自殺防止へ 自治体職員募集 対策推進センター

2021年1月12日 08時10分
 コロナ禍で自殺者が増える中、厚生労働大臣指定法人「いのち支える自殺対策推進センター」(東京都千代田区、清水康之代表理事)は、自治体の自殺対策を支援するため、自治体職員を対象に特別研修生を募集している。
 同センターは「自殺対策を、生きることの包括的な支援として社会全体で推進する」として、大学教授や弁護士、医師、NPO職員などさまざまな人材が集結している。

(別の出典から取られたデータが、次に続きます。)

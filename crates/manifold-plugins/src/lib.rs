//! manifold-plugins
//!
//! Language handlers for MANIFOLD and the machinery to dispatch to them:
//! - `handler`: the per-language capability set
//! - `spec`: static handler descriptions and accessor capability checks
//! - `registry`: language key to handler table, built once at startup
//! - `external`: adapter for third-party `LanguagePlugin`s
//! - `engine`: the caller entry point (resolve, graph, validate, index)
//! - `builtin`: CWL, WDL, Nextflow and Jupyter handlers (feature `builtin`)

pub mod engine;
pub mod external;
pub mod handler;
pub mod registry;
pub mod spec;

#[cfg(feature = "builtin")]
pub mod builtin;

pub use crate::engine::{Engine, GraphOutput, IndexReport, ResolveRequest};
pub use crate::handler::{LanguageHandler, LanguageKey};
pub use crate::registry::HandlerRegistry;

/// Registry holding every built-in handler.
#[cfg(feature = "builtin")]
pub fn default_registry() -> anyhow::Result<HandlerRegistry> {
    let mut registry = HandlerRegistry::new();
    builtin::register_all(&mut registry)?;
    Ok(registry)
}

 コロナ禍の長期化で経済的に困窮する人が増え、巣ごもり生活による育児や介護疲れ、DV(ドメスティック・バイオレンス)なども懸念される。警察庁のまとめでは、昨年の自殺者数は、七月から前年同月を上回り始め、十月は最多の二千百九十九人に。
 同センターは、自治体のセーフティーネット(安全網)整備が急務として、自治体職員の政策立案力・実行力の向上を支援する。清水さんは「自殺に追い込まれる手前の段階で、必要な支援につなぐことが重要。ただ、そのためには自治体内における自殺対策と他分野、例えば生活支援やDV被害者支援、子育て介護支援などを担う部署や機関との連携が不可欠」と話す。
 自治体職員は特別研修生として、全国の先進事例の収集や各自治体との会議、自殺関係データの分析などを行う。多様な学びにより自殺対策のマクロからミクロまでの豊富な経験ができるという。